Lo malo era que las dudas de Ignacio no se detenían en lo meramente especulativo, sino que afectaban al mismo tiempo a lo vital: por ejemplo, a sus relaciones con Marta… Y eso sí que era doloroso de veras. ¡Era preciso resolver aquello en seguida y de una vez! Pero ¿cómo? Ignacio había llegado de Figueras con la mejor de las intenciones, aupado además porque Marta oponía menos resistencia que antes a la tumultuosa naturaleza del muchacho. ¡Pero estaba escrito que la política iba a interponerse una vez más! En efecto, precisamente por aquellas fechas la chica se ausentó de Gerona, rumbo a Madrid, para seguir en la capital de España unos cursillos de la Sección Femenina que iban a durar dos o tres semanas. Al parecer, las delegadas provinciales debían recibir instrucciones para su futura labor, conocerse mejor entre sí y visitar varios "lugares patrióticos". Ignacio no tenía nada en contra de esas frecuentes escapadas de Marta. Pero en esta ocasión le invadió más que nunca el temor de que su novia, por culpa de las cinco flechas, no llegara jamás a pertenecerle por entero. La madre de Marta se dio cuenta de lo que ocurría y procuró tranquilizar a Ignacio. "Comprendo que para ti esto es molesto -le dijo-, pero ya conoces a Marta. Cree que es su deber. De todos modos, hazte cargo de que cuando se case las cosas cambiarán…" Ignacio movió la cabeza. "Así lo espero", contestó.
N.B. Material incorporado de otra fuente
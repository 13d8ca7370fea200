use crate::engine_trait::RecognitionEngine;
use async_trait::async_trait;
use paper2md_core::config::DEFAULT_MATHPIX_ENDPOINT;
use paper2md_core::{Credential, EncodedImage, RecognitionError, RecognizedText};
use reqwest::multipart::{Form, Part};
use serde::Deserialize;

pub const SERVICE_NAME: &str = "MathPix";

/// Request options sent with every upload, byte for byte.
pub const OPTIONS_JSON: &str = r#"{"math_inline_delimiters": ["$", "$"], "rm_spaces": true}"#;

/// MathPix OCR client.
///
/// `app_id` and `endpoint` come from configuration at initialisation; the
/// `app_key` credential is supplied per request by the caller.
pub struct MathpixEngine {
    app_id: Option<String>,
    endpoint: String,
    client: reqwest::Client,
}

impl MathpixEngine {
    pub fn new() -> Self {
        Self {
            app_id: None,
            endpoint: DEFAULT_MATHPIX_ENDPOINT.to_string(),
            client: reqwest::Client::new(),
        }
    }

    pub fn with_app_id(app_id: impl Into<String>, endpoint: impl Into<String>) -> Self {
        Self {
            app_id: Some(app_id.into()),
            endpoint: endpoint.into(),
            client: reqwest::Client::new(),
        }
    }

    pub fn endpoint(&self) -> &str {
        &self.endpoint
    }

    fn transport_error(err: impl std::fmt::Display) -> RecognitionError {
        RecognitionError::Transport {
            service: SERVICE_NAME.to_string(),
            message: err.to_string(),
        }
    }

    fn rejected(message: impl Into<String>) -> RecognitionError {
        RecognitionError::Rejected {
            service: SERVICE_NAME.to_string(),
            message: message.into(),
        }
    }
}

impl Default for MathpixEngine {
    fn default() -> Self {
        Self::new()
    }
}

#[derive(Debug, Deserialize)]
struct MathpixReply {
    #[serde(default)]
    text: Option<String>,
    #[serde(default)]
    error: Option<serde_json::Value>,
}

/// Classify a MathPix response into text or an error.
///
/// A status outside 200–299 is an error regardless of the body. A non-empty
/// `error` field is an error even with a success status. A success body
/// without `text` is treated as a rejection.
pub fn interpret_response(status: u16, body: &str) -> Result<RecognizedText, RecognitionError> {
    if !(200..300).contains(&status) {
        return Err(RecognitionError::HttpStatus {
            service: SERVICE_NAME.to_string(),
            status,
        });
    }

    let reply: MathpixReply = serde_json::from_str(body)
        .map_err(|e| MathpixEngine::rejected(format!("malformed response: {e}")))?;

    match reply.error {
        Some(serde_json::Value::String(message)) if !message.is_empty() => {
            return Err(MathpixEngine::rejected(message));
        }
        Some(serde_json::Value::Null) | Some(serde_json::Value::String(_)) | None => {}
        Some(other) => return Err(MathpixEngine::rejected(other.to_string())),
    }

    reply
        .text
        .map(RecognizedText::new)
        .ok_or_else(|| MathpixEngine::rejected("response missing 'text' field"))
}

#[async_trait]
impl RecognitionEngine for MathpixEngine {
    fn name(&self) -> &str {
        "mathpix"
    }

    async fn initialize(&mut self, config: toml::Value) -> Result<(), RecognitionError> {
        let app_id = config
            .get("app_id")
            .and_then(|v| v.as_str())
            .ok_or_else(|| {
                RecognitionError::InitializationFailed(
                    "missing 'app_id' in mathpix config".to_string(),
                )
            })?;
        self.app_id = Some(app_id.to_string());

        if let Some(endpoint) = config.get("endpoint").and_then(|v| v.as_str()) {
            self.endpoint = endpoint.to_string();
        }

        tracing::info!(app_id = %app_id, endpoint = %self.endpoint, "MathpixEngine initialized");
        Ok(())
    }

    async fn recognize(
        &self,
        image: &EncodedImage,
        credential: &Credential,
    ) -> Result<RecognizedText, RecognitionError> {
        let app_id = self.app_id.as_deref().ok_or_else(|| {
            RecognitionError::InitializationFailed("mathpix engine not initialized".to_string())
        })?;

        let part = Part::bytes(image.bytes.clone())
            .file_name(image.file_name.clone())
            .mime_str(&image.mime)
            .map_err(Self::transport_error)?;
        let form = Form::new()
            .text("options_json", OPTIONS_JSON)
            .part("file", part);

        if credential.is_empty() {
            tracing::warn!("no MathPix app_key configured, sending the request anyway");
        }
        tracing::info!(
            endpoint = %self.endpoint,
            bytes = image.bytes.len(),
            width = image.width,
            height = image.height,
            "uploading snapshot to MathPix"
        );

        let resp = self
            .client
            .post(&self.endpoint)
            .header("app_id", app_id)
            .header("app_key", credential.expose())
            .multipart(form)
            .send()
            .await
            .map_err(Self::transport_error)?;

        let status = resp.status().as_u16();
        let body = resp.text().await.map_err(Self::transport_error)?;
        tracing::debug!(status, body_len = body.len(), "MathPix responded");

        interpret_response(status, &body)
    }
}
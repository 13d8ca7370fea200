pub mod device;
pub mod pattern;
pub mod snapshot;
pub mod still;
pub mod stream;
#[cfg(feature = "v4l")]
pub mod v4l_capture;

pub use device::DeviceManager;
pub use pattern::{TestPatternCamera, TestPatternTrack};
pub use snapshot::{encode, preview, snapshot};
pub use still::{StillImageCamera, StillImageTrack};
pub use stream::{CameraDevice, MediaStream, VideoTrack};
#[cfg(feature = "v4l")]
pub use v4l_capture::V4lCamera;

use paper2md_core::{CameraError, EncodedImage, SnapshotFormat};

/// Snapshot the stream's video track and encode it for upload.
pub fn capture_still(
    stream: &MediaStream,
    format: SnapshotFormat,
) -> Result<EncodedImage, CameraError> {
    if stream.is_stopped() {
        return Err(CameraError::StreamStopped);
    }
    let track = stream
        .video_track()
        .ok_or_else(|| CameraError::StreamError("stream has no video track".to_string()))?;
    let frame = snapshot(track)?;
    encode(&frame, format)
}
El caso es que el viaje de Marta fue a todas luces inoportuno, habida cuenta de que Ignacio seguía recibiendo amenas cartas de Ana María… Pilar, que estaba al quite, atosigaba a su hermano una y otra vez: "No le jugarás una mala pasada a Marta, ¿verdad?". Ignacio se encogía de hombros. "¿Qué voy a decirte? No lo sé. Pero en estos meses podía haberse quedado a mi lado, ¿no te parece? Las mujeres sois algo estúpidas".

Ignacio empleaba el plural al decirle eso a Pilar porque tampoco sus relaciones con su hermana eran, como lo fueron en otros tiempos, un modelo de cordialidad. Pilar, a veces, le ponía tan nervioso como Marta. ¡Estaba tan segura de sí! Daba la impresión de tenerlo todo resuelto… Ignacio llegó a pensar si no sería el suyo un problema de celos. Sí, tal vez Ignacio estuviera celoso de la felicidad que embargaba a Pilar… y a Mateo. Eran uña y carne. Lo primero que ambos leían en el periódico era la lista de las multas impuestas en la jornada y, a continuación, los discursos de Goebbels. Por lo demás, los dos vestían camisa azul, comulgaban con frecuencia, querían tener muchos hijos… No admitirían jamás que la incertidumbre fuera una virtud superior; a semejanza del doctor Gregorio Lascasas, creían en la línea recta, en la acción, en la fe. Mateo decía siempre que Ignacio, a fuerza de sutilezas, corría el riesgo de caer en un nihilismo suicida.